§ **Your goal**: Please return all lines from the records below that include the string "Float".

§ **Dataset records**:

use crate::{
    autodiff::Dual,
    error::{Error, Result},
    traits::Map,
};
use serde::{Deserialize, Serialize};

/// |f'(y*)| within this distance of 1 is treated as non-hyperbolic.
const HYPERBOLIC_EPS: f64 = 1e-12;

/// f'(y), by forward-mode differentiation.
pub fn derivative<M: Map<Dual> + ?Sized>(map: &M, y: f64) -> f64 {
    map.apply(Dual::variable(y)).eps
}

#[derive(Debug, Clone, Copy, PartialEq, Eq, Serialize, Deserialize)]
pub enum Stability {
    /// |f'(y*)| < 1: nearby orbits are attracted.
    Stable,
    /// |f'(y*)| > 1: nearby orbits are repelled.
    Unstable,
    /// |f'(y*)| == 1, or f'(y*) is NaN: linearisation is inconclusive.
    NonHyperbolic,
}

#[derive(Debug, Clone, Copy, PartialEq, Eq, Serialize, Deserialize)]
pub enum Approach {
    /// f'(y*) >= 0: orbits stay on one side of y*.
    Monotone,
    /// f'(y*) < 0: orbits alternate sides of y*.
    Oscillatory,
}

#[derive(Debug, Clone, Copy, PartialEq, Serialize, Deserialize)]
pub struct StabilityReport {
    pub point: f64,
    pub derivative: f64,
    pub stability: Stability,
    pub approach: Approach,
}

/// Linear stability of the fixed point `y_star`.
///
/// Does not check that `y_star` is actually fixed; pair it with
/// `fixed_point::solve` or a closed-form fixed point.
pub fn classify<M: Map<Dual> + ?Sized>(map: &M, y_star: f64) -> StabilityReport {
    let slope = derivative(map, y_star);
    let magnitude = slope.abs();
    let stability = if slope.is_nan() || (magnitude - 1.0).abs() <= HYPERBOLIC_EPS {
        Stability::NonHyperbolic
    } else if magnitude < 1.0 {
        Stability::Stable
    } else {
        Stability::Unstable
    };
    let approach = if slope < 0.0 {
        Approach::Oscillatory
    } else {
        Approach::Monotone
    };

    StabilityReport {
        point: y_star,
        derivative: slope,
        stability,
        approach,
    }
}

/// Lyapunov exponent of the orbit from `y0`: the mean of ln|f'(y_t)| over
/// `steps` iterations, after discarding `transient` iterations.
///
/// Superstable points (f' = 0 on the orbit) give negative infinity.
pub fn lyapunov_exponent<M>(map: &M, y0: f64, steps: usize, transient: usize) -> Result<f64>
where
    M: Map<f64> + Map<Dual> + ?Sized,
{
    if steps == 0 {
        return Err(Error::InvalidStepCount { steps });
    }

    let mut y = y0;
    for _ in 0..transient {
        y = Map::<f64>::apply(map, y);
    }

    let mut accum = 0.0;
    for _ in 0..steps {
        let out = Map::<Dual>::apply(map, Dual::variable(y));
        accum += out.eps.abs().ln();
        y = out.val;
    }

    Ok(accum / steps as f64)
}

#[cfg(test)]
mod tests {
    use super::{classify, derivative, lyapunov_exponent, Approach, Stability};
    use crate::equation_engine::ExpressionMap;
    use crate::error::Error;
    use crate::maps::{LinearMap, LogisticMap};
    use approx::assert_abs_diff_eq;

    #[test]
    fn logistic_slope_at_fixed_point_is_two_minus_r() {
        for r in [0.5, 1.5, 2.5, 3.5] {
            let map = LogisticMap::new(r, 10.0);
            let y_star = map.fixed_points()[1];
            assert_abs_diff_eq!(derivative(&map, y_star), 2.0 - r, epsilon = 1e-12);
            assert_abs_diff_eq!(derivative(&map, 0.0), r, epsilon = 1e-12);
        }
    }

    #[test]
    fn classify_logistic_fixed_points() {
        let stable = LogisticMap::new(1.5, 10.0);
        let report = classify(&stable, stable.fixed_points()[1]);
        assert_eq!(report.stability, Stability::Stable);
        assert_eq!(report.approach, Approach::Monotone);
        assert_eq!(classify(&stable, 0.0).stability, Stability::Unstable);

        let damped = LogisticMap::new(2.5, 10.0);
        let report = classify(&damped, damped.fixed_points()[1]);
        assert_eq!(report.stability, Stability::Stable);
        assert_eq!(report.approach, Approach::Oscillatory);

        let unstable = LogisticMap::new(3.5, 10.0);
        assert_eq!(
            classify(&unstable, unstable.fixed_points()[1]).stability,
            Stability::Unstable
        );
    }

    #[test]
    fn classify_linear_map_uses_beta() {
        let stable = LinearMap::new(8.0, 0.8);
        let report = classify(&stable, 40.0);
        assert_eq!(report.stability, Stability::Stable);
        assert_abs_diff_eq!(report.derivative, 0.8);

        let flip = LinearMap::new(1.0, -1.0);
        let report = classify(&flip, 0.5);
        assert_eq!(report.stability, Stability::NonHyperbolic);
        assert_eq!(report.approach, Approach::Oscillatory);

        assert_eq!(classify(&LinearMap::new(2.0, 1.5), -4.0).stability, Stability::Unstable);
    }

    #[test]
    fn nan_slope_is_non_hyperbolic() {
        let map = LogisticMap::new(f64::NAN, 10.0);
        let report = classify(&map, 2.0);
        assert!(report.derivative.is_nan());
        assert_eq!(report.stability, Stability::NonHyperbolic);
    }

    #[test]
    fn expression_map_derivative_matches_typed_map() {
        let typed = LogisticMap::new(2.7, 50.0);
        let expr = ExpressionMap::compile("r * y * (1 - y / K)", "y", &[("r", 2.7), ("K", 50.0)])
            .expect("compile");
        for y in [0.0, 7.0, 31.0] {
            assert_abs_diff_eq!(derivative(&expr, y), derivative(&typed, y), epsilon = 1e-12);
        }
    }

    #[test]
    fn lyapunov_of_linear_map_is_log_beta() {
        let map = LinearMap::new(1.0, 0.5);
        let exponent = lyapunov_exponent(&map, 0.0, 100, 0).expect("valid");
        assert_abs_diff_eq!(exponent, 0.5f64.ln(), epsilon = 1e-12);
    }

    #[test]
    fn lyapunov_sign_separates_stable_and_chaotic_logistic() {
        let stable = LogisticMap::new(2.5, 1.0);
        let exponent = lyapunov_exponent(&stable, 0.1, 2_000, 500).expect("valid");
        assert_abs_diff_eq!(exponent, 0.5f64.ln(), epsilon = 1e-6);

        let chaotic = LogisticMap::new(4.0, 1.0);
        let exponent = lyapunov_exponent(&chaotic, 0.3, 50_000, 100).expect("valid");
        assert_abs_diff_eq!(exponent, 2.0f64.ln(), epsilon = 0.05);
    }

    #[test]
    fn lyapunov_requires_steps() {
        let map = LinearMap::new(1.0, 0.5);
        assert_eq!(
            lyapunov_exponent(&map, 0.0, 0, 10),
            Err(Error::InvalidStepCount { steps: 0 })
        );
    }
}
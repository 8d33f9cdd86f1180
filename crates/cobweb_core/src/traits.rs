use num_traits::{Float, FromPrimitive};
use std::fmt::Debug;

/// A trait for types that can be used as scalars in our maps.
/// Must support basic arithmetic, debug printing, and conversion from f64.
pub trait Scalar: Float + FromPrimitive + Debug + 'static {
    /// Lifts an `f64` constant (a map parameter, say) into this scalar type.
    fn lift(value: f64) -> Self {
        Self::from_f64(value).unwrap_or_else(Self::nan)
    }
}

impl<T: Float + FromPrimitive + Debug + 'static> Scalar for T {}

/// The one-step state transition rule of a discrete-time system, y_{t+1} = f(y_t).
///
/// Implementations are pure: parameters are captured at construction and
/// `apply` performs no validation, so NaN and infinities propagate.
pub trait Map<T: Scalar> {
    fn apply(&self, y: T) -> T;
}

impl<T, F> Map<T> for F
where
    T: Scalar,
    F: Fn(T) -> T,
{
    fn apply(&self, y: T) -> T {
        self(y)
    }
}
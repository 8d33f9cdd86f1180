//! The `cobweb_core` crate iterates one-dimensional maps y_{t+1} = f(y_t) and
//! produces plain data for plotting code: trajectories, cobweb traces and
//! fixed points.
//!
//! Key components:
//! - **Traits**: `Scalar` (f64 or `Dual`) and `Map` (the one-step rule).
//! - **Maps**: `LinearMap`, `LogisticMap`, plus any `Fn(f64) -> f64`.
//! - **Equation Engine**: `ExpressionMap`, a map compiled from a string.
//! - **Trajectory**: deterministic runs and runs with observation noise.
//! - **Cobweb**: segment traces and curve sampling over a `Domain`.
//! - **Fixed Point**: successive substitution with an explicit exhaustion status.
//! - **Analysis**: derivatives via `Dual`, fixed-point stability, Lyapunov exponents.

pub mod analysis;
pub mod autodiff;
pub mod cobweb;
pub mod equation_engine;
pub mod error;
pub mod fixed_point;
pub mod maps;
pub mod traits;
pub mod trajectory;

pub use error::{Error, Result};
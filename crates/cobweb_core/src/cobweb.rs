//! Cobweb diagram construction.
//!
//! A cobweb trace starts with a rise from the axis to the map curve at `y0`,
//! then alternates a horizontal move to the diagonal `y = x` with a vertical
//! move back to the curve, once per iteration. Drawing the curve and the
//! diagonal is left to the renderer, which can sample the map over a
//! [`Domain`].

use crate::error::{Error, Result};
use crate::traits::Map;
use serde::{Deserialize, Serialize};

/// A point in (state, next-state) space.
#[derive(Debug, Clone, Copy, PartialEq, Serialize, Deserialize)]
pub struct Point {
    pub x: f64,
    pub y: f64,
}

impl Point {
    pub fn new(x: f64, y: f64) -> Self {
        Self { x, y }
    }
}

#[derive(Debug, Clone, Copy, PartialEq, Eq, Serialize, Deserialize)]
pub enum SegmentKind {
    /// Constant state; moves between the diagonal (or axis) and the curve.
    Vertical,
    /// Constant next-state; moves from the curve to the diagonal.
    Horizontal,
}

#[derive(Debug, Clone, Copy, PartialEq, Serialize, Deserialize)]
pub struct CobwebSegment {
    pub start: Point,
    pub end: Point,
    pub kind: SegmentKind,
}

impl CobwebSegment {
    fn vertical(x: f64, from: f64, to: f64) -> Self {
        Self {
            start: Point::new(x, from),
            end: Point::new(x, to),
            kind: SegmentKind::Vertical,
        }
    }

    fn horizontal(y: f64, from: f64, to: f64) -> Self {
        Self {
            start: Point::new(from, y),
            end: Point::new(to, y),
            kind: SegmentKind::Horizontal,
        }
    }
}

#[derive(Debug, Clone, Copy, PartialEq, Eq)]
enum Phase {
    Rise,
    Horizontal,
    Vertical,
    Done,
}

/// Lazy cobweb trace: yields exactly `1 + 2 * steps` segments.
///
/// Evaluation is pure, so constructing a new trace with the same inputs
/// replays the same segments.
pub struct CobwebTrace<'a, M: Map<f64> + ?Sized> {
    map: &'a M,
    y_old: f64,
    y_new: f64,
    remaining: usize,
    phase: Phase,
}

impl<'a, M: Map<f64> + ?Sized> CobwebTrace<'a, M> {
    pub fn new(map: &'a M, y0: f64, steps: usize) -> Result<Self> {
        if steps == 0 {
            return Err(Error::InvalidStepCount { steps });
        }
        Ok(Self {
            map,
            y_old: y0,
            y_new: map.apply(y0),
            remaining: steps,
            phase: Phase::Rise,
        })
    }
}

impl<M: Map<f64> + ?Sized> Iterator for CobwebTrace<'_, M> {
    type Item = CobwebSegment;

    fn next(&mut self) -> Option<CobwebSegment> {
        match self.phase {
            Phase::Rise => {
                self.phase = Phase::Horizontal;
                Some(CobwebSegment::vertical(self.y_old, 0.0, self.y_new))
            }
            Phase::Horizontal => {
                self.phase = Phase::Vertical;
                Some(CobwebSegment::horizontal(self.y_new, self.y_old, self.y_new))
            }
            Phase::Vertical => {
                self.y_old = self.y_new;
                self.y_new = self.map.apply(self.y_new);
                self.remaining -= 1;
                self.phase = if self.remaining == 0 {
                    Phase::Done
                } else {
                    Phase::Horizontal
                };
                Some(CobwebSegment::vertical(self.y_old, self.y_old, self.y_new))
            }
            Phase::Done => None,
        }
    }

    fn size_hint(&self) -> (usize, Option<usize>) {
        let twice = self.remaining.checked_mul(2);
        let left = match self.phase {
            Phase::Rise => twice.and_then(|n| n.checked_add(1)),
            Phase::Horizontal => twice,
            // remaining >= 1 while a vertical segment is pending
            Phase::Vertical => twice.map(|n| n - 1),
            Phase::Done => Some(0),
        };
        match left {
            Some(n) => (n, Some(n)),
            None => (usize::MAX, None),
        }
    }
}

impl<M: Map<f64> + ?Sized> ExactSizeIterator for CobwebTrace<'_, M> {}

/// Collects the full cobweb trace of `steps` iterations from `y0`.
pub fn trace<M: Map<f64> + ?Sized>(map: &M, y0: f64, steps: usize) -> Result<Vec<CobwebSegment>> {
    Ok(CobwebTrace::new(map, y0, steps)?.collect())
}

/// Display interval for the map curve and the diagonal.
#[derive(Debug, Clone, Copy, PartialEq, Serialize, Deserialize)]
pub struct Domain {
    pub from: f64,
    pub to: f64,
}

impl Domain {
    pub fn new(from: f64, to: f64) -> Self {
        Self { from, to }
    }

    /// `samples` evenly spaced points `(x, f(x))` including both endpoints.
    pub fn sample<M: Map<f64> + ?Sized>(&self, map: &M, samples: usize) -> Vec<Point> {
        match samples {
            0 => Vec::new(),
            1 => vec![Point::new(self.from, map.apply(self.from))],
            n => {
                let step = (self.to - self.from) / (n - 1) as f64;
                (0..n)
                    .map(|i| {
                        let x = if i == n - 1 {
                            self.to
                        } else {
                            self.from + step * i as f64
                        };
                        Point::new(x, map.apply(x))
                    })
                    .collect()
            }
        }
    }
}

#[cfg(test)]
mod tests {
    use super::{trace, CobwebTrace, Domain, Point, SegmentKind};
    use crate::error::Error;
    use crate::maps::{LinearMap, LogisticMap};
    use crate::traits::Map;
    use approx::assert_relative_eq;

    #[test]
    fn trace_has_one_plus_two_steps_segments() {
        let map = LogisticMap::new(2.5, 10.0);
        for steps in [1, 2, 5, 40] {
            let segments = trace(&map, 0.5, steps).expect("valid");
            assert_eq!(segments.len(), 1 + 2 * steps);
        }
        let lazy = CobwebTrace::new(&map, 0.5, 7).expect("valid");
        assert_eq!(lazy.len(), 15);
    }

    #[test]
    fn trace_follows_classic_construction() {
        let map = LinearMap::new(1.0, 0.5);
        let f = |y: f64| Map::<f64>::apply(&map, y);
        let segments = trace(&map, 0.0, 2).expect("valid");

        // rise from the axis to the curve
        assert_eq!(segments[0].kind, SegmentKind::Vertical);
        assert_eq!(segments[0].start, Point::new(0.0, 0.0));
        assert_eq!(segments[0].end, Point::new(0.0, f(0.0)));

        // across to the diagonal, then back to the curve
        let y1 = f(0.0);
        let y2 = f(y1);
        assert_eq!(segments[1].kind, SegmentKind::Horizontal);
        assert_eq!(segments[1].start, Point::new(0.0, y1));
        assert_eq!(segments[1].end, Point::new(y1, y1));
        assert_eq!(segments[2].kind, SegmentKind::Vertical);
        assert_eq!(segments[2].start, Point::new(y1, y1));
        assert_eq!(segments[2].end, Point::new(y1, y2));

        let y3 = f(y2);
        assert_eq!(segments[3].start, Point::new(y1, y2));
        assert_eq!(segments[3].end, Point::new(y2, y2));
        assert_eq!(segments[4].end, Point::new(y2, y3));
    }

    #[test]
    fn segments_are_connected_and_alternate() {
        let map = LogisticMap::new(3.3, 1.0);
        let segments = trace(&map, 0.2, 25).expect("valid");
        for pair in segments.windows(2) {
            assert_eq!(pair[0].end, pair[1].start);
            assert_ne!(pair[0].kind, pair[1].kind);
        }
    }

    #[test]
    fn trace_is_restartable() {
        let map = LogisticMap::new(3.9, 1.0);
        let first: Vec<_> = CobwebTrace::new(&map, 0.3, 10).expect("valid").collect();
        let second = trace(&map, 0.3, 10).expect("valid");
        assert_eq!(first, second);
    }

    #[test]
    fn size_hint_saturates_for_huge_step_counts() {
        let map = LinearMap::new(1.0, 0.5);
        let mut lazy = CobwebTrace::new(&map, 0.0, usize::MAX).expect("valid");
        assert_eq!(lazy.size_hint(), (usize::MAX, None));
        lazy.next();
        assert_eq!(lazy.size_hint(), (usize::MAX, None));

        let lazy = CobwebTrace::new(&map, 0.0, usize::MAX / 2).expect("valid");
        assert_eq!(lazy.size_hint(), (usize::MAX, Some(usize::MAX)));
    }

    #[test]
    fn zero_steps_is_rejected() {
        let map = LinearMap::new(0.0, 1.0);
        assert_eq!(trace(&map, 1.0, 0), Err(Error::InvalidStepCount { steps: 0 }));
    }

    #[test]
    fn nan_propagates_through_trace() {
        let map = |_: f64| f64::NAN;
        let segments = trace(&map, 1.0, 2).expect("valid");
        assert_eq!(segments.len(), 5);
        assert!(segments[0].end.y.is_nan());
        assert!(segments[4].end.y.is_nan());
    }

    #[test]
    fn domain_sampling_covers_endpoints() {
        let map = LogisticMap::new(2.0, 4.0);
        let points = Domain::new(0.0, 4.0).sample(&map, 9);
        assert_eq!(points.len(), 9);
        assert_eq!(points[0].x, 0.0);
        assert_eq!(points[8].x, 4.0);
        assert_relative_eq!(points[4].x, 2.0);
        assert_relative_eq!(points[4].y, 2.0);
        assert!(Domain::new(0.0, 1.0).sample(&map, 0).is_empty());
        assert_eq!(Domain::new(0.5, 1.0).sample(&map, 1).len(), 1);
    }
}
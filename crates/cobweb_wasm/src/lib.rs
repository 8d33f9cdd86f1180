//! WASM bindings for `cobweb_core`.
//!
//! The browser side owns all rendering; everything here returns plain numbers
//! or serde-serialised payloads.

mod system;

pub use system::WasmMap;
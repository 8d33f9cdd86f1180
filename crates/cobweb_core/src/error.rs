use thiserror::Error;

/// Errors reported by the iteration, tracing and solving routines.
///
/// Overflow and NaN are not errors: they flow through every routine untouched.
#[derive(Debug, Clone, PartialEq, Error)]
pub enum Error {
    #[error("step count must be at least 1, got {steps}")]
    InvalidStepCount { steps: usize },

    #[error("noise variance must be finite and non-negative, got {variance}")]
    InvalidNoiseVariance { variance: f64 },

    #[error("invalid settings: {reason}")]
    InvalidSettings { reason: &'static str },

    #[error("fixed-point iteration exhausted after {iterations} iterations at {value}")]
    NonConvergence { value: f64, iterations: usize },

    #[error("parse error: {0}")]
    Parse(String),
}

pub type Result<T> = std::result::Result<T, Error>;
// build.rs

use std::path::Path;
use std::process::Command;

const SHADERS: &[(&str, &str)] = &[
    ("shaders/shader.vert", "shaders/vert.spv"),
    ("shaders/shader.frag", "shaders/frag.spv"),
];

fn main() {
    for (source, output) in SHADERS {
        println!("cargo::rerun-if-changed={}", source);

        if !Path::new(source).exists() {
            continue;
        }

        match Command::new("glslc").args([*source, "-o", *output]).status() {
            Err(err) => {
                // Existing .spv files are used as-is.
                println!("cargo::warning=glslc unavailable ({}), skipping {}", err, source);
            }
            Ok(status) if !status.success() => {
                println!("cargo::warning=glslc failed for {}: {}", source, status);
            }
            Ok(_) => {}
        }
    }
}
#![allow(clippy::too_many_arguments)]

use anyhow::Result;
use log::*;

use camera::Camera;
use config::RendererConfig;
use renderer::Renderer;
use window::{Platform, WindowHost};

pub mod camera;
pub mod config;
pub mod model;
pub mod renderer;
pub mod vulkan;
pub mod window;

pub struct Engine {
    platform: Platform,
    renderer: Renderer,
    camera: Camera,
}

impl Engine {
    pub fn new(config: &RendererConfig) -> Result<Engine> {
        let platform = Platform::new(&config.window)?;

        let renderer = unsafe { Renderer::create(platform.window(), config)? };

        Ok(Engine {
            platform,
            renderer,
            camera: Camera::default(),
        })
    }

    /// Polls events and renders until the window is closed, then releases
    /// the renderer even when a frame failed.
    pub fn run(mut self) -> Result<()> {
        let result = self.main_loop();

        unsafe {
            self.renderer.destroy();
        }

        result
    }

    fn main_loop(&mut self) -> Result<()> {
        info!("Entering render loop.");

        loop {
            self.platform.poll_events();
            if self.platform.close_requested() {
                break;
            }

            if self.platform.take_resized() {
                self.renderer.notify_resized();
            }

            unsafe {
                self.renderer.render(&mut self.platform, &mut self.camera)?;
            }
        }

        info!("Close requested, shutting down.");
        Ok(())
    }
}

§ **Output**:
use num_traits::{Float, FromPrimitive};
pub trait Scalar: Float + FromPrimitive + Debug + 'static {
impl<T: Float + FromPrimitive + Debug + 'static> Scalar for T {}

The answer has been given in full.